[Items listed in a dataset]
******

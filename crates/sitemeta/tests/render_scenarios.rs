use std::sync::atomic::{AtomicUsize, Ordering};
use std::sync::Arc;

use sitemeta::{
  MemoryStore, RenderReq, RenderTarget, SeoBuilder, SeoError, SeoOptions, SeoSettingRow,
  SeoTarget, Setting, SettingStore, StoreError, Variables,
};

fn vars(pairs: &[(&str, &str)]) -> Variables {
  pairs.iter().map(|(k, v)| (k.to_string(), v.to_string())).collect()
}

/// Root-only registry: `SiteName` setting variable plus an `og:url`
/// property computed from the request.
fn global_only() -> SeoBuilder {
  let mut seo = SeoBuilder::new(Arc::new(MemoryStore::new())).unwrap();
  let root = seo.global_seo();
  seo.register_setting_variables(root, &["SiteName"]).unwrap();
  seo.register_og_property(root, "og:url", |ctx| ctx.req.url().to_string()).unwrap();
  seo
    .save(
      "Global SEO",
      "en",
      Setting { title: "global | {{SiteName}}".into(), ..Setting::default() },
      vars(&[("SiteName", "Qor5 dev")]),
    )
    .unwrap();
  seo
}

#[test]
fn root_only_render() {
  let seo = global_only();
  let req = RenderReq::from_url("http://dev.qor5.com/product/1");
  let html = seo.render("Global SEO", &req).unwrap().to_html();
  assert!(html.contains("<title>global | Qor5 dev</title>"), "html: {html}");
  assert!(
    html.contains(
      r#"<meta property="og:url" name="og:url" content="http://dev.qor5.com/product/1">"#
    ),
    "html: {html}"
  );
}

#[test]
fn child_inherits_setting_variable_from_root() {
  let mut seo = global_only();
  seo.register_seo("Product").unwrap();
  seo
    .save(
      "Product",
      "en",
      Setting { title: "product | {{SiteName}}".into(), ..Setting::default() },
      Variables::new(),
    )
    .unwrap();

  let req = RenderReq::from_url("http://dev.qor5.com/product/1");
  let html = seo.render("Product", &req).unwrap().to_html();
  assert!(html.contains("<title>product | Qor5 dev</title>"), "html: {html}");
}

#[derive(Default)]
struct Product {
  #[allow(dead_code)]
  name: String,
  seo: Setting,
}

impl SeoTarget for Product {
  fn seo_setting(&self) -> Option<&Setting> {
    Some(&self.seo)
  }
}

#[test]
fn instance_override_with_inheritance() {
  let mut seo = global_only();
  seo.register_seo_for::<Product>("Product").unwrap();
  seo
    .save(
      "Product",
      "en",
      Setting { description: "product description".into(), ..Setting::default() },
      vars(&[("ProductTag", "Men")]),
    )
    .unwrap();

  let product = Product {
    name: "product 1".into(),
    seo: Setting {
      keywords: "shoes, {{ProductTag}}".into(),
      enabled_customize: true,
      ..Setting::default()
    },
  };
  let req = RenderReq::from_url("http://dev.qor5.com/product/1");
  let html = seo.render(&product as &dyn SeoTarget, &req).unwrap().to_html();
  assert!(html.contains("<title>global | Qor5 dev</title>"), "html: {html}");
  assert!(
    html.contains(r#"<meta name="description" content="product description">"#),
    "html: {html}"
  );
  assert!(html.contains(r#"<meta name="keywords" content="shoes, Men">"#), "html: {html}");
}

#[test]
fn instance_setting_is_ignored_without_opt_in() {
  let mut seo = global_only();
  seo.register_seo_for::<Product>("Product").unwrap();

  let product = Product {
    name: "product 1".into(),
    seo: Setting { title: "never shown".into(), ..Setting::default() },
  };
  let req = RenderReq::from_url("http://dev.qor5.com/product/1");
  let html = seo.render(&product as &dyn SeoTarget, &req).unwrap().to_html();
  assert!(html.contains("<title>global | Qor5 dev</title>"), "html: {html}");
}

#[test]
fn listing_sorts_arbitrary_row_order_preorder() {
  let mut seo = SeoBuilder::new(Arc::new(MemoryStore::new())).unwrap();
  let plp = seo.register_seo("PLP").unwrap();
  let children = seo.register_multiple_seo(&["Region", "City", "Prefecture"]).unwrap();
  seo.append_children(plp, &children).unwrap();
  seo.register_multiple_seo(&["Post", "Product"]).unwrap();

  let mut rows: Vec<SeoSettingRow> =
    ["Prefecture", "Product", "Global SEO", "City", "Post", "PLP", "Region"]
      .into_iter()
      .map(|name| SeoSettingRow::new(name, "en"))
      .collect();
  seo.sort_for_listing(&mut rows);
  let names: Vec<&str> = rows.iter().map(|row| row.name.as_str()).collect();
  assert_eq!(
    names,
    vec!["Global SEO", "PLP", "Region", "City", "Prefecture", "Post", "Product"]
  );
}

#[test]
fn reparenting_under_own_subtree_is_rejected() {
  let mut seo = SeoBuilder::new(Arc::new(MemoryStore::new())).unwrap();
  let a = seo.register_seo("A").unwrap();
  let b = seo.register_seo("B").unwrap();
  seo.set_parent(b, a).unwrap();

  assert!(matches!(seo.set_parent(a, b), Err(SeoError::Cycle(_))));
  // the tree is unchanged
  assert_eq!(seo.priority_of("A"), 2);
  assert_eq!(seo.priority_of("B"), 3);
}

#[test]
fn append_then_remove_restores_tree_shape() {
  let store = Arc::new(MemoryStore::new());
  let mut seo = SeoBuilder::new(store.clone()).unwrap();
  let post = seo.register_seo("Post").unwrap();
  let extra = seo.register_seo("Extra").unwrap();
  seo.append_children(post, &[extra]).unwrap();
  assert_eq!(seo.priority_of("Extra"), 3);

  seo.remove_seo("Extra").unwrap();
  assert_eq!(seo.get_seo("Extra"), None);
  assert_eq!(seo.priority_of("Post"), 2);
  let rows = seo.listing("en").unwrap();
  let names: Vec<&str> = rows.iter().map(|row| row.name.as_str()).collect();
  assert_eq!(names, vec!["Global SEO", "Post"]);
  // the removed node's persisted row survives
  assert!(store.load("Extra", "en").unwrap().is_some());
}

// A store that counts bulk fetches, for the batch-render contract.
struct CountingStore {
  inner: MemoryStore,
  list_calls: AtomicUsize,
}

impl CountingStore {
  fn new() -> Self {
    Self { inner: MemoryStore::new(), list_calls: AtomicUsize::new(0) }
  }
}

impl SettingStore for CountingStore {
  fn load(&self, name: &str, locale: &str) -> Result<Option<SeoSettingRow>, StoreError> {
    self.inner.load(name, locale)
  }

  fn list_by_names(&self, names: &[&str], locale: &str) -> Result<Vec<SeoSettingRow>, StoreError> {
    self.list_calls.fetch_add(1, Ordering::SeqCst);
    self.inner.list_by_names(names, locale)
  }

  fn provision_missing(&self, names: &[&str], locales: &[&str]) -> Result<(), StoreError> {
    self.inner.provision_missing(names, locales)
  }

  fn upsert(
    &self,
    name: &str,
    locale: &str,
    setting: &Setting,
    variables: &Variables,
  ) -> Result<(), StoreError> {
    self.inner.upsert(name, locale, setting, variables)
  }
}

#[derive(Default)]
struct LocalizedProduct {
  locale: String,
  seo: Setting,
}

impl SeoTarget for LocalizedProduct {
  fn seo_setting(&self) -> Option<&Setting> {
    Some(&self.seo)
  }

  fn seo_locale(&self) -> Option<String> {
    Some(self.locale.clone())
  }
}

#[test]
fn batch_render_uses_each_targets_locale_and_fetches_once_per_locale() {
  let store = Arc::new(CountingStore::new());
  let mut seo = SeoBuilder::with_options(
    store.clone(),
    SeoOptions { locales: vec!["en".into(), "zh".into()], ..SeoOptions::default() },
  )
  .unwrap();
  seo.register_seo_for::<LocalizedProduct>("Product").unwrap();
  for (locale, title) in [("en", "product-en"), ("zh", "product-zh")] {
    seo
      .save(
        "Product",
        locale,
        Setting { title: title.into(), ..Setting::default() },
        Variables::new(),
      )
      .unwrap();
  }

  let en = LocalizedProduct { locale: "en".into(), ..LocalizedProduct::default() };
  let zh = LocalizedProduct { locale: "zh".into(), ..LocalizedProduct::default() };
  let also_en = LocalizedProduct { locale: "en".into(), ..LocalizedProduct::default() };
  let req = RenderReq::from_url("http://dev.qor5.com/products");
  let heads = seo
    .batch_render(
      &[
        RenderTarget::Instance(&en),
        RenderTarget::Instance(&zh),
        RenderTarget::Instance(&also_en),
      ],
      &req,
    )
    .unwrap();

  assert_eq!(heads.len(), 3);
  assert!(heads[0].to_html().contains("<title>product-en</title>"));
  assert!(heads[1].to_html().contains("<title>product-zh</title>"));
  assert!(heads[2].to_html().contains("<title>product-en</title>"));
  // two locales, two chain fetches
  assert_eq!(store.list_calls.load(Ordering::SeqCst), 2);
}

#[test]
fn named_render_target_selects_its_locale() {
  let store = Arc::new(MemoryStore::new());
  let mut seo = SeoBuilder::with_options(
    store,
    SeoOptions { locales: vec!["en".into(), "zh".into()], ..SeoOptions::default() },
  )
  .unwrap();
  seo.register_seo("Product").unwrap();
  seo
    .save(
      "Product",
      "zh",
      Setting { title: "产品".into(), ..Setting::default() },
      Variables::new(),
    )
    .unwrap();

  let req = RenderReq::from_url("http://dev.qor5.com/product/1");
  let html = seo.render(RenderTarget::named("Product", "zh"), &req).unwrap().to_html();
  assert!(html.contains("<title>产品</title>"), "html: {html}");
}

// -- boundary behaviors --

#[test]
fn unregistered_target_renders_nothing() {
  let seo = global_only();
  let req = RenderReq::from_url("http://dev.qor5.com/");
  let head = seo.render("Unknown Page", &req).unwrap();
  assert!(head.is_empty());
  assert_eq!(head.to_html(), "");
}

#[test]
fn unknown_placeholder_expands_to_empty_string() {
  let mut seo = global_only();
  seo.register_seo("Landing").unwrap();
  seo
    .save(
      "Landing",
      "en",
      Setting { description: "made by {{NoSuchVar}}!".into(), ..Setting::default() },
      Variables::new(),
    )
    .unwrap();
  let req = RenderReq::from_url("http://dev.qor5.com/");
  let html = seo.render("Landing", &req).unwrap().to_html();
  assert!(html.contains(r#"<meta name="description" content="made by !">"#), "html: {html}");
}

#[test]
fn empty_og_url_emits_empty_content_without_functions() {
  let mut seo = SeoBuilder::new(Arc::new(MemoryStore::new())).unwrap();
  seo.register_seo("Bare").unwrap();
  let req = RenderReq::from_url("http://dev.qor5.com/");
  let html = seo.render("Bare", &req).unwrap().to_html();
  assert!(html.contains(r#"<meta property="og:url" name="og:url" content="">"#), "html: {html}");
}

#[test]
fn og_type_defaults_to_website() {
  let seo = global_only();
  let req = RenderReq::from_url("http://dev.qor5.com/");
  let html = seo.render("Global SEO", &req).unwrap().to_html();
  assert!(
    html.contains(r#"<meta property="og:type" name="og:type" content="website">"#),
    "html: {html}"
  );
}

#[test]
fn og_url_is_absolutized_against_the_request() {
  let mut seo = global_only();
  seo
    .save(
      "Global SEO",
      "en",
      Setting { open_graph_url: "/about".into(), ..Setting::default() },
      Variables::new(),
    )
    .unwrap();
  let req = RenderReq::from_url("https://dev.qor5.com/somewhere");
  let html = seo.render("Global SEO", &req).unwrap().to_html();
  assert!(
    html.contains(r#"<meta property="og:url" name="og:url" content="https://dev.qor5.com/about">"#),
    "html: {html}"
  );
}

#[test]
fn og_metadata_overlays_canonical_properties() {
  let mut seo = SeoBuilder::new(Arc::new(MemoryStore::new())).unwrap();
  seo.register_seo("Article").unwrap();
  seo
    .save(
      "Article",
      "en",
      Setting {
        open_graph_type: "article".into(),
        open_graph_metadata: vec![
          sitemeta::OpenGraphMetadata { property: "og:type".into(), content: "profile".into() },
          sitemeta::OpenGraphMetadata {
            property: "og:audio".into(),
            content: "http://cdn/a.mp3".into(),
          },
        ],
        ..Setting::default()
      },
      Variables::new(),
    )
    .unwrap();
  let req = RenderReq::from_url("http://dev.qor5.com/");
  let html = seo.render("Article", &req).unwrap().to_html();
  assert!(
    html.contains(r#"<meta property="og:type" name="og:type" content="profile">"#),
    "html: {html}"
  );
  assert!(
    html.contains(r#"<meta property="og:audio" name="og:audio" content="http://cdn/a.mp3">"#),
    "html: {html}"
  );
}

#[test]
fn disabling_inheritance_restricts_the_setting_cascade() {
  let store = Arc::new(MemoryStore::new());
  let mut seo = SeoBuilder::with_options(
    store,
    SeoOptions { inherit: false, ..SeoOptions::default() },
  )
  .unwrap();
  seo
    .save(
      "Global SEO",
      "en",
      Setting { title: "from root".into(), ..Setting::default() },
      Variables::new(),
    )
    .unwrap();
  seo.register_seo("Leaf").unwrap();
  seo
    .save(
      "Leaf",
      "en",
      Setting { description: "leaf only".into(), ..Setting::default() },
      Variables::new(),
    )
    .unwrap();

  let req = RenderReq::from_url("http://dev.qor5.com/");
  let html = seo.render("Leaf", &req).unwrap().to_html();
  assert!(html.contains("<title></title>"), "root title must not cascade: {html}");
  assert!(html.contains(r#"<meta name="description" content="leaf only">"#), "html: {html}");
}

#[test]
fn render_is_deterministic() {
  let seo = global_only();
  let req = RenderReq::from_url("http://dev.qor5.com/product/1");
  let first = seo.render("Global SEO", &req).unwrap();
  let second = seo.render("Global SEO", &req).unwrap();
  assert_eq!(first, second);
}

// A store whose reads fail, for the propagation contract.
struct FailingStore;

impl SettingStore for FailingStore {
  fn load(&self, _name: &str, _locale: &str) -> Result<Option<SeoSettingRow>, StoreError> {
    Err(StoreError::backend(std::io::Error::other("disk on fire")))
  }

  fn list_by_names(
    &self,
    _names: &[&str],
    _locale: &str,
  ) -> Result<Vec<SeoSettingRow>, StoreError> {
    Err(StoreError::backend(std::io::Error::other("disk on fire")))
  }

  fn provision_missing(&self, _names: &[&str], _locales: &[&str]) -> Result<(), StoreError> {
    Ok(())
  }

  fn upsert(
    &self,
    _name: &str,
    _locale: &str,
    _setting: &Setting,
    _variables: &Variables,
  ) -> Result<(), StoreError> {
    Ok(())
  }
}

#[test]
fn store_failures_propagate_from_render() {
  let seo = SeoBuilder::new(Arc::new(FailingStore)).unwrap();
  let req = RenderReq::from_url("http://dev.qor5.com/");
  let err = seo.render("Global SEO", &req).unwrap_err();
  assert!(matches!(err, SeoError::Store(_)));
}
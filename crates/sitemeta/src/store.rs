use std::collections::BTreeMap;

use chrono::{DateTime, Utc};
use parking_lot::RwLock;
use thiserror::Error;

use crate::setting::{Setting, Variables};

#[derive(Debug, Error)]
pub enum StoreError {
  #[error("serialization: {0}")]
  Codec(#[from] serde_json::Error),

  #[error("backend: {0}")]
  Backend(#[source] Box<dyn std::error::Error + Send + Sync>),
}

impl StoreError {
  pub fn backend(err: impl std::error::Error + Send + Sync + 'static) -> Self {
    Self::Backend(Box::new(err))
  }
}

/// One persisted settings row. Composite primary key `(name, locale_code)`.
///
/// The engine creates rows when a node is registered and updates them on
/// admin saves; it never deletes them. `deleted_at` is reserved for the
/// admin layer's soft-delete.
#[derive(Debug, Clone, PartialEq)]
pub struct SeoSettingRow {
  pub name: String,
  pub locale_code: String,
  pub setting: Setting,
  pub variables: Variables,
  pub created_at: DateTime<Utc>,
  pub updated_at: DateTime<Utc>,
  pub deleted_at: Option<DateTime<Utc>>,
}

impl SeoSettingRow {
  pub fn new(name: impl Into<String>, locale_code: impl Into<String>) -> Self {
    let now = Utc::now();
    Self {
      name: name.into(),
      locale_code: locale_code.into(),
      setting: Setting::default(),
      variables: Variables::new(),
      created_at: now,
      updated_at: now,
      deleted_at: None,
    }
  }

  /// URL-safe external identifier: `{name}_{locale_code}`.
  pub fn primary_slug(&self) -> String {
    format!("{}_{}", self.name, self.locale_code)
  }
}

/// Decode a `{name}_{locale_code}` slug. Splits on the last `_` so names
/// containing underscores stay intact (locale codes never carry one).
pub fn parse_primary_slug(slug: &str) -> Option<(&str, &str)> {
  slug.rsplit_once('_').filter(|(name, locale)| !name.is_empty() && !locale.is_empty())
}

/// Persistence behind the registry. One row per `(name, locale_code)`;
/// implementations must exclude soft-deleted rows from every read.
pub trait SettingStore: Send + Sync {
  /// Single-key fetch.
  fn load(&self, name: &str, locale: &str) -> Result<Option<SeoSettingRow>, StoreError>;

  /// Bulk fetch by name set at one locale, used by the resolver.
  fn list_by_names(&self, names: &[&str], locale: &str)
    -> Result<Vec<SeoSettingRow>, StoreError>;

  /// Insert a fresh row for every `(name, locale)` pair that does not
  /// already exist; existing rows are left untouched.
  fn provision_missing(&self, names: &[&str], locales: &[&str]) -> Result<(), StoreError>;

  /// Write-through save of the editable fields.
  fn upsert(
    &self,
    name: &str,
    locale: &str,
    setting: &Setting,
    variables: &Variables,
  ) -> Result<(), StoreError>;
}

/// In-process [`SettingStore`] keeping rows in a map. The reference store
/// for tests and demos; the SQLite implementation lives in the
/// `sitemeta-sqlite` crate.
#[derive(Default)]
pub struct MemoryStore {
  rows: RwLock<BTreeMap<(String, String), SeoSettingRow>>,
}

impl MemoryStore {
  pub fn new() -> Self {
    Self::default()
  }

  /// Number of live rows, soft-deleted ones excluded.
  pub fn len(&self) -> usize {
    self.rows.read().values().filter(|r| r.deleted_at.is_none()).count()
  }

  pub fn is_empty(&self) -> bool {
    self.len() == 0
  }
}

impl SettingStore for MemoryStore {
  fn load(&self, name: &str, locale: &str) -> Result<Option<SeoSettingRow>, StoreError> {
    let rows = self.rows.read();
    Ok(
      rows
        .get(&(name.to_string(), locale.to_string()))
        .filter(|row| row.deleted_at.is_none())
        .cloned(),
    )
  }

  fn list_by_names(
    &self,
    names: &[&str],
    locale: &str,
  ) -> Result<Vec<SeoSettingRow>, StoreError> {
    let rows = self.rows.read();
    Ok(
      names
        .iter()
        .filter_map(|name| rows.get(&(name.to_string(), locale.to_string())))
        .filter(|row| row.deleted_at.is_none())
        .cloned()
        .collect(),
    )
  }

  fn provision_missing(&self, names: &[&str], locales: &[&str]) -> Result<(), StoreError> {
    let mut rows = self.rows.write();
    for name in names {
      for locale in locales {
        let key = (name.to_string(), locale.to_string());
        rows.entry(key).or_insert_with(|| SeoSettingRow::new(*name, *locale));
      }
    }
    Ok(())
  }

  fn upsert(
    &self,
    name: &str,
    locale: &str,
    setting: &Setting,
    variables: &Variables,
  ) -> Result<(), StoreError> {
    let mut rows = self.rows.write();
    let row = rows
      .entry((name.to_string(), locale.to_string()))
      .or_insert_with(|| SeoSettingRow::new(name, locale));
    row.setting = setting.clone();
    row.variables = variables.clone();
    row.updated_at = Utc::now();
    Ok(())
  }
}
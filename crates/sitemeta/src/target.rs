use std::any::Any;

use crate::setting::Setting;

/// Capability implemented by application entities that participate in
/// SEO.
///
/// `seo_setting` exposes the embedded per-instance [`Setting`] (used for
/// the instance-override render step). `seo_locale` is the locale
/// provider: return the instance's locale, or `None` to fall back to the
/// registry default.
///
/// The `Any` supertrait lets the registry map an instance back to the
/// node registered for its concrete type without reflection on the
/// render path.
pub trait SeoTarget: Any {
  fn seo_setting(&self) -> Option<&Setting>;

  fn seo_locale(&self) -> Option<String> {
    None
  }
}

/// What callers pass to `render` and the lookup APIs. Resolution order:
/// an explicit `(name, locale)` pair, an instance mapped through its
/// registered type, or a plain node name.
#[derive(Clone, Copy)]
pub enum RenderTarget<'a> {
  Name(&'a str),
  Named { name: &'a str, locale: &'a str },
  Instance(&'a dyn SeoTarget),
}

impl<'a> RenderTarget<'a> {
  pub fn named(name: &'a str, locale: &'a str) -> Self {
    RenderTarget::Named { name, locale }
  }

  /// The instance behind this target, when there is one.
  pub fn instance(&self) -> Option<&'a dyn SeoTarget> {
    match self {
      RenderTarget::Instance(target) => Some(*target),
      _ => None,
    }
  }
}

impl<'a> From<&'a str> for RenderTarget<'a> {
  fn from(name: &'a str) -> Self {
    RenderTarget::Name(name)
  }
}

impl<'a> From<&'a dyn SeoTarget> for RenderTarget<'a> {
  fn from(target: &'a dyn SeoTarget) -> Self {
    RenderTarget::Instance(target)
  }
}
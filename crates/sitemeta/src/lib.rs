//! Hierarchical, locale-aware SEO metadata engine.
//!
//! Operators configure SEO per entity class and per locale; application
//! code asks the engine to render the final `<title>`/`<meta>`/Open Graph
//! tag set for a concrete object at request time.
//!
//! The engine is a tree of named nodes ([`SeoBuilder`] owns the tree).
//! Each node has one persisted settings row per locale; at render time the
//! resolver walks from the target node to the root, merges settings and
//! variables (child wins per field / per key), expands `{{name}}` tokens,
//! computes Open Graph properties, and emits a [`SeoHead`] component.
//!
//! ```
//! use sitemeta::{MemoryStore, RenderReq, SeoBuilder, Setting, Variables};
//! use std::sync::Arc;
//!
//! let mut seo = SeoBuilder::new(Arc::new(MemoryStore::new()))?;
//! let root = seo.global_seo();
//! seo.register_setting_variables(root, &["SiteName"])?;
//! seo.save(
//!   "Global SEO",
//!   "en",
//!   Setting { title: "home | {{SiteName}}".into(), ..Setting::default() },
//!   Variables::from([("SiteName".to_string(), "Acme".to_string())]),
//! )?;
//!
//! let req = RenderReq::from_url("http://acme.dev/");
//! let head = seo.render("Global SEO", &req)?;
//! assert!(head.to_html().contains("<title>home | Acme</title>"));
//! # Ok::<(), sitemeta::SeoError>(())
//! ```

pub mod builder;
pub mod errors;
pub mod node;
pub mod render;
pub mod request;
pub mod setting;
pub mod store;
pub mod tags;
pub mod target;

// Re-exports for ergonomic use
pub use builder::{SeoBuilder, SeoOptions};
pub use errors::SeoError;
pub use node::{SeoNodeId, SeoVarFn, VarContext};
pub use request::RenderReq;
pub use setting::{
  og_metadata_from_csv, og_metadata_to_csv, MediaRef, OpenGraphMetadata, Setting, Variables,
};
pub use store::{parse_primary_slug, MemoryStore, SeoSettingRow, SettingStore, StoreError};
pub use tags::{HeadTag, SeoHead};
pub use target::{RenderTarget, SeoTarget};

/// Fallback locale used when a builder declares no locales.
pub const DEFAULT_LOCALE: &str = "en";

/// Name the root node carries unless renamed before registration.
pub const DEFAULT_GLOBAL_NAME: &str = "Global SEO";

******

AIM OF THE EXERCISE:
Wherever a line of the entries holds the string "through", copy that line.

RESPONSE TO THE EXERCISE:
  /// Write-through save of the editable fields.
/// an explicit `(name, locale)` pair, an instance mapped through its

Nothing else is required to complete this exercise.